Welcome aboard to the “DNA of Words!”


  1. Amazing !! We can discuss your finding.
    I think every language has some restriction in sequence of sounds. Like in Bangla the way we pronounce a sound in a word depends on the neighbouring sounds, thus the deviation from Odiya and Sanskrit. This is to ensure that the tongue doesn't have to make difficult movements and neighbouring sounds are pronounced with very similar movements of the tongue. A common transformation will be of A (the first vowel) which is pronounced both as "awe" (awe-some, all, fall) and "o" (Odissa, Fore, Lore). May be similar "constraints" regulate how the word evolves.

    P.S. Aha! Now I know why you quit so early. You had a greater plan.

  2. Wow


    (Sir - please remove word verification for comments - it becomes difficult to comment)
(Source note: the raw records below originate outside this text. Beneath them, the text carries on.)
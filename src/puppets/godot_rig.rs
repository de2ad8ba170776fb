/*!
Mirrors an instantiated Godot scene into a [Scene] and writes the animated pose
back every frame.

Skeleton bones, `MeshInstance3D` blend shapes and plain `Node3D`s all become
scene nodes. Rotation tracks of any `AnimationPlayer` become [AnimationClip]s.
*/

use std::collections::HashMap;

use glam::Quat;
use godot::{
    engine::{
        animation::TrackType, global::Error, AnimationPlayer, ArrayMesh, GltfDocument, GltfState,
        MeshInstance3D, PackedScene, Skeleton3D,
    },
    prelude::*,
};
use log::{debug, warn};

use crate::{
    clip::{AnimationClip, Keyframe, Track},
    model::{GodotPath, RigAsset},
    scene::{MorphSet, NodeId, NodeKind, Scene},
    session::{JsonRigSource, LoadError, RigSource},
};

use super::{from_quat, from_vec3, to_quat, to_vec3};

/// Animations Godot generates for resetting a pose.
const RESET_ANIMATION: &str = "RESET";

/// Which engine object a scene node writes back to.
#[derive(Debug)]
enum Binding {
    Node(Gd<Node3D>),
    Bone { skeleton: Gd<Skeleton3D>, bone: i32 },
    Mesh(Gd<MeshInstance3D>),
}

/// An instantiated model plus the mapping from scene nodes to engine objects.
#[derive(Debug)]
pub struct GodotRig {
    root: Gd<Node3D>,
    bindings: Vec<(NodeId, Binding)>,
}

impl GodotRig {
    pub fn root(&self) -> Gd<Node3D> {
        self.root.share()
    }

    /// Push the animated pose into the engine.
    pub fn apply(&mut self, scene: &Scene) {
        for (id, binding) in self.bindings.iter_mut() {
            let Some(node) = scene.node(*id) else {
                continue;
            };

            match binding {
                Binding::Node(v) => {
                    v.set_position(from_vec3(node.transform.translation));
                    v.set_quaternion(from_quat(node.local_rotation()));
                    v.set_scale(from_vec3(node.transform.scale));
                }
                Binding::Bone { skeleton, bone } => {
                    skeleton.set_bone_pose_position(*bone, from_vec3(node.transform.translation));
                    skeleton.set_bone_pose_rotation(*bone, from_quat(node.local_rotation()));
                    skeleton.set_bone_pose_scale(*bone, from_vec3(node.transform.scale));
                }
                Binding::Mesh(v) => {
                    let Some(morphs) = node.morphs() else {
                        continue;
                    };
                    for (idx, value) in morphs.influences().iter().enumerate() {
                        v.set_blend_shape_value(idx as i32, *value);
                    }
                }
            }
        }
    }

    fn free(self) {
        self.root.free();
    }
}

/// Loads models through the engine.
///
/// `res://` and `user://` paths go through the resource loader, other paths are
/// read as glTF at runtime and `.json` paths are rig descriptions without any
/// engine nodes.
#[derive(Debug, Default)]
pub struct GodotRigSource {
    instances: HashMap<String, GodotRig>,
}

impl GodotRigSource {
    /// Take ownership of the engine nodes created for `url`.
    pub fn take(&mut self, url: &str) -> Option<GodotRig> {
        self.instances.remove(url)
    }

    /// Free every instance nobody took.
    pub fn clear(&mut self) {
        for (url, rig) in self.instances.drain() {
            debug!("Freeing unused instance of {url}");
            rig.free();
        }
    }

    fn instantiate(path: &GodotPath) -> Result<Gd<Node>, LoadError> {
        if path.is_resource() {
            let scene = try_load::<PackedScene>(path.as_str())
                .ok_or_else(|| LoadError::NotFound(path.to_string()))?;

            return scene
                .instantiate()
                .ok_or_else(|| LoadError::Unsupported(format!("{} is not instantiable", path.as_str())));
        }

        if !std::path::Path::new(path.as_str()).exists() {
            return Err(LoadError::NotFound(path.to_string()));
        }

        let mut doc = GltfDocument::new();
        let state = GltfState::new();
        let err = doc.append_from_file(path.clone().into(), state.share());
        if err != Error::OK {
            return Err(LoadError::Parse(format!("{} ({err:?})", path.as_str())));
        }

        doc.generate_scene(state)
            .ok_or_else(|| LoadError::Unsupported(format!("{} has no scene", path.as_str())))
    }
}

impl Drop for GodotRigSource {
    fn drop(&mut self) {
        self.clear();
    }
}

impl GodotRigSource {
    /// Instantiate `path` and mirror it. The caller owns the returned root.
    fn mirror(path: &GodotPath) -> Result<(Gd<Node3D>, Mirror), LoadError> {
        let node = Self::instantiate(path)?;
        let Some(root) = node.share().try_cast::<Node3D>() else {
            node.free();
            return Err(LoadError::Unsupported(format!("{} is not a Node3D", path.as_str())));
        };

        let mut mirror = Mirror::new(&root);
        let root_id = mirror.scene.root();
        for child in root.get_children().iter_shared() {
            mirror.visit(child, root_id);
        }

        Ok((root, mirror))
    }
}

impl RigSource for GodotRigSource {
    fn load_rig(&mut self, url: &str) -> Result<RigAsset, LoadError> {
        let path = GodotPath::from(url);
        if path.is_json() {
            return JsonRigSource.load_rig(url);
        }

        let (root, mirror) = Self::mirror(&path)?;
        let clips = mirror.clips();
        debug!(
            "Mirrored {url}: {} nodes, {} bindings, {} clips",
            mirror.scene.len(),
            mirror.bindings.len(),
            clips.len()
        );

        let Mirror {
            scene, bindings, ..
        } = mirror;
        if let Some(old) = self.instances.insert(url.to_string(), GodotRig { root, bindings }) {
            old.free();
        }

        Ok(RigAsset { scene, clips })
    }

    /// The engine instance is freed right away and never stored.
    fn load_clips(&mut self, url: &str) -> Result<Vec<AnimationClip>, LoadError> {
        let path = GodotPath::from(url);
        if path.is_json() {
            return JsonRigSource.load_clips(url);
        }

        let (root, mirror) = Self::mirror(&path)?;
        let clips = mirror.clips();
        debug!("Read {} clips from {url}", clips.len());
        drop(mirror);
        root.free();

        Ok(clips)
    }
}

/// Builds a [Scene] while walking the engine tree.
struct Mirror {
    scene: Scene,
    bindings: Vec<(NodeId, Binding)>,
    players: Vec<Gd<AnimationPlayer>>,
}

impl Mirror {
    fn new(root: &Gd<Node3D>) -> Self {
        let scene = Scene::new(root.get_name().to_string());
        let root_id = scene.root();

        Self {
            scene,
            bindings: vec![(root_id, Binding::Node(root.share()))],
            players: vec![],
        }
    }

    fn visit(&mut self, node: Gd<Node>, parent: NodeId) {
        let name = node.get_name().to_string();

        if let Some(player) = node.share().try_cast::<AnimationPlayer>() {
            self.players.push(player);
            return;
        }

        let Some(node3d) = node.share().try_cast::<Node3D>() else {
            for child in node.get_children().iter_shared() {
                self.visit(child, parent);
            }
            return;
        };

        let id = match node.share().try_cast::<MeshInstance3D>() {
            Some(mesh) => {
                let morphs = morph_names(&mesh);
                let id = self.add(parent, &name, NodeKind::Mesh(MorphSet::new(morphs)), &node3d);
                self.bindings.push((id, Binding::Mesh(mesh)));
                id
            }
            None => {
                let id = self.add(parent, &name, NodeKind::Group, &node3d);
                self.bindings.push((id, Binding::Node(node3d.share())));
                id
            }
        };

        if let Some(skeleton) = node.share().try_cast::<Skeleton3D>() {
            self.bones(skeleton, id);
        }

        for child in node.get_children().iter_shared() {
            self.visit(child, id);
        }
    }

    fn add(&mut self, parent: NodeId, name: &str, kind: NodeKind, node: &Gd<Node3D>) -> NodeId {
        let id = self.scene.add_child_at(
            parent,
            name,
            kind,
            to_vec3(node.get_position()),
            to_quat(node.get_quaternion()),
        );
        // glTF armatures are often scaled
        if let Some(t) = self.scene.transform_mut(id) {
            t.scale = to_vec3(node.get_scale());
        }

        id
    }

    /// Bones hang below the skeleton node in bone hierarchy order.
    fn bones(&mut self, skeleton: Gd<Skeleton3D>, skeleton_id: NodeId) {
        let count = skeleton.get_bone_count();

        let mut children: HashMap<i32, Vec<i32>> = HashMap::new();
        for bone in 0..count {
            children
                .entry(skeleton.get_bone_parent(bone))
                .or_default()
                .push(bone);
        }

        let mut stack = children
            .get(&-1)
            .map(|roots| roots.iter().rev().map(|b| (*b, skeleton_id)).collect::<Vec<_>>())
            .unwrap_or_default();
        while let Some((bone, parent)) = stack.pop() {
            let rest = skeleton.get_bone_rest(bone);
            let id = self.scene.add_child_at(
                parent,
                skeleton.get_bone_name(bone).to_string(),
                NodeKind::Bone,
                to_vec3(rest.origin),
                to_quat(rest.basis.to_quat()),
            );
            self.bindings.push((
                id,
                Binding::Bone {
                    skeleton: skeleton.share(),
                    bone,
                },
            ));

            if let Some(v) = children.get(&bone) {
                stack.extend(v.iter().rev().map(|b| (*b, id)));
            }
        }
    }

    /// Rotation tracks of every animation, relative to the rest pose.
    fn clips(&self) -> Vec<AnimationClip> {
        let mut r = vec![];

        for player in self.players.iter() {
            for name in player.get_animation_list().as_slice() {
                if name.to_string() == RESET_ANIMATION {
                    continue;
                }
                let Some(animation) = player.get_animation(name.into()) else {
                    continue;
                };

                let mut tracks = vec![];
                for track in 0..animation.get_track_count() {
                    if animation.track_get_type(track) != TrackType::TYPE_ROTATION_3D {
                        continue;
                    }

                    let path = animation.track_get_path(track).to_string();
                    let target = track_target(&path).to_string();
                    let rest = self
                        .scene
                        .find(&target)
                        .and_then(|id| self.scene.node(id))
                        .map(|v| v.rest_rotation)
                        .unwrap_or(Quat::IDENTITY);

                    let keyframes = (0..animation.track_get_key_count(track))
                        .filter_map(|key| {
                            let value = animation.track_get_key_value(track, key);
                            let rotation = value.try_to::<Quaternion>().ok()?;

                            Some(Keyframe {
                                time: animation.track_get_key_time(track, key) as f32,
                                rotation: rest.inverse() * to_quat(rotation),
                            })
                        })
                        .collect::<Vec<_>>();
                    if keyframes.is_empty() {
                        continue;
                    }

                    tracks.push(Track { target, keyframes });
                }

                if tracks.is_empty() {
                    warn!("Animation {name} has no rotation tracks, skipping");
                    continue;
                }

                r.push(AnimationClip {
                    name: name.to_string(),
                    duration: animation.get_length(),
                    tracks,
                });
            }
        }

        r
    }
}

fn morph_names(mesh: &Gd<MeshInstance3D>) -> Vec<String> {
    let Some(mesh) = mesh.get_mesh().and_then(|v| v.try_cast::<ArrayMesh>()) else {
        return vec![];
    };

    (0..mesh.get_blend_shape_count())
        .map(|i| mesh.get_blend_shape_name(i).to_string())
        .collect()
}

/// `Armature/Skeleton3D:mixamorig_Hips` targets `mixamorig_Hips`,
/// `Armature/Head` targets `Head`.
fn track_target(path: &str) -> &str {
    match path.split_once(':') {
        Some((_, bone)) => bone,
        None => path.rsplit('/').next().unwrap_or(path),
    }
}

#[cfg(test)]
mod tests {
    use super::*;

    #[test]
    fn track_targets() {
        assert_eq!(track_target("Armature/Skeleton3D:mixamorig_Hips"), "mixamorig_Hips");
        assert_eq!(track_target("Skeleton3D:mixamorig:LeftHand"), "mixamorig:LeftHand");
        assert_eq!(track_target("Armature/Head"), "Head");
        assert_eq!(track_target("Head"), "Head");
    }
}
    1. Thanks Shilpa. If you have liked this post, I am sure that you will like the post dated 26 Feb 2012: Search for the mother tongue of the world: Genes and words mutate in the same way पूरी दुनिया की मातृभाषा की खोज: जीन और शब्द एक तरह से बदलते हैं; Rules of the word game शब्दों के खेल के नियम.

      I have no control on the word verification tool. I suppose that it is an embedded software to prevent spam comments and advertisements.

    2. I am not sure but I think that you are not asked for word verification if you are logged in. Shall check about it.

    3. Sir - word verification is a choice of the blog owner.

      Please go to -->

      -your blogger dashboard
      -settings tab
      -comments (under settings tab - not by the side of it)
      - you will find options for Comments, Who Can Comment?, Comment Form Placement,..... one below the other. Please scroll down -->
      -below the comment moderation option, there is an option "Show word verification for comments? "
      -select "no"
      -please scroll down
      -click on "save settings"

      done :) Thanks

    4. Sir, I think my comment went into spam :(

      Sir- we can adjust settings to remove word verification

      * blogger dashboard
      * settings tab
      * comments tab UNDER settings tab - not by the side of it
      * lots of options appear one below the other - please scroll down
      * click on "Show word verification for comments?" which appears below moderation option
      * click "no"
      * scroll further down
      * Click on "save settings"

      Done :)
      [and sir - please delete this comment later :)]

  3. Thanks Shilpa ji. I have tried my best but I am not finding the said option in the 'settings' on the dashboard. I have read about it in help topics also. i will try to get somebody's help. Yes, your earlier comment had gone to spam folder. I am a new blogger and trying to learn. Hope you will forgive. Shall check the spam folder now onwards. Thanks again.

  4. sir - sorry if you feel i am talking too much - but i think you want to remove it - so am trying to help

    i think you are using the"new blogger interface" which is the reason you are not finding the option. You need to go to the old blogger interface.

    --blogger dashboard
    --below your name there are two tabs - "english (or whatever language you have chosen)" and a small "settings gear" {- side by side - just under your name.}

    -please click on the gear (similar to settings in most mobile phones) under your name

    -drop down menu window appears
    -in that drop down menu - click "old blogger interface"

    - old interface will open
    - now you can use the options as i have explained in the previous comment.

    Thanks, and sorry to trouble you. And - i am new myself - not a very old blogger :), i dont know if i can even call myself a "blogger" ? By the way - could you try tracing the word "blog" ? :)

    No need to thank me sir, I am being selfish :) it will be much more convenient to comment once it is removed :) and many other readers may not be commenting because of the word verification.

  5. Thanks Shilpa for your help. Yes I have done it through the old interface.

  6. @ Shilpa: The etymology of the word blog is well-documented. The term 'web log' coined in 1997 was changed to 'we blog' and to simply 'blog' in 1999 (please see Wikipedia article. I have researched on the words 'web' and 'log'. Shall write about it soon.

  7. क्‍या इस लेख का हिंदी रूपांतरण भी है?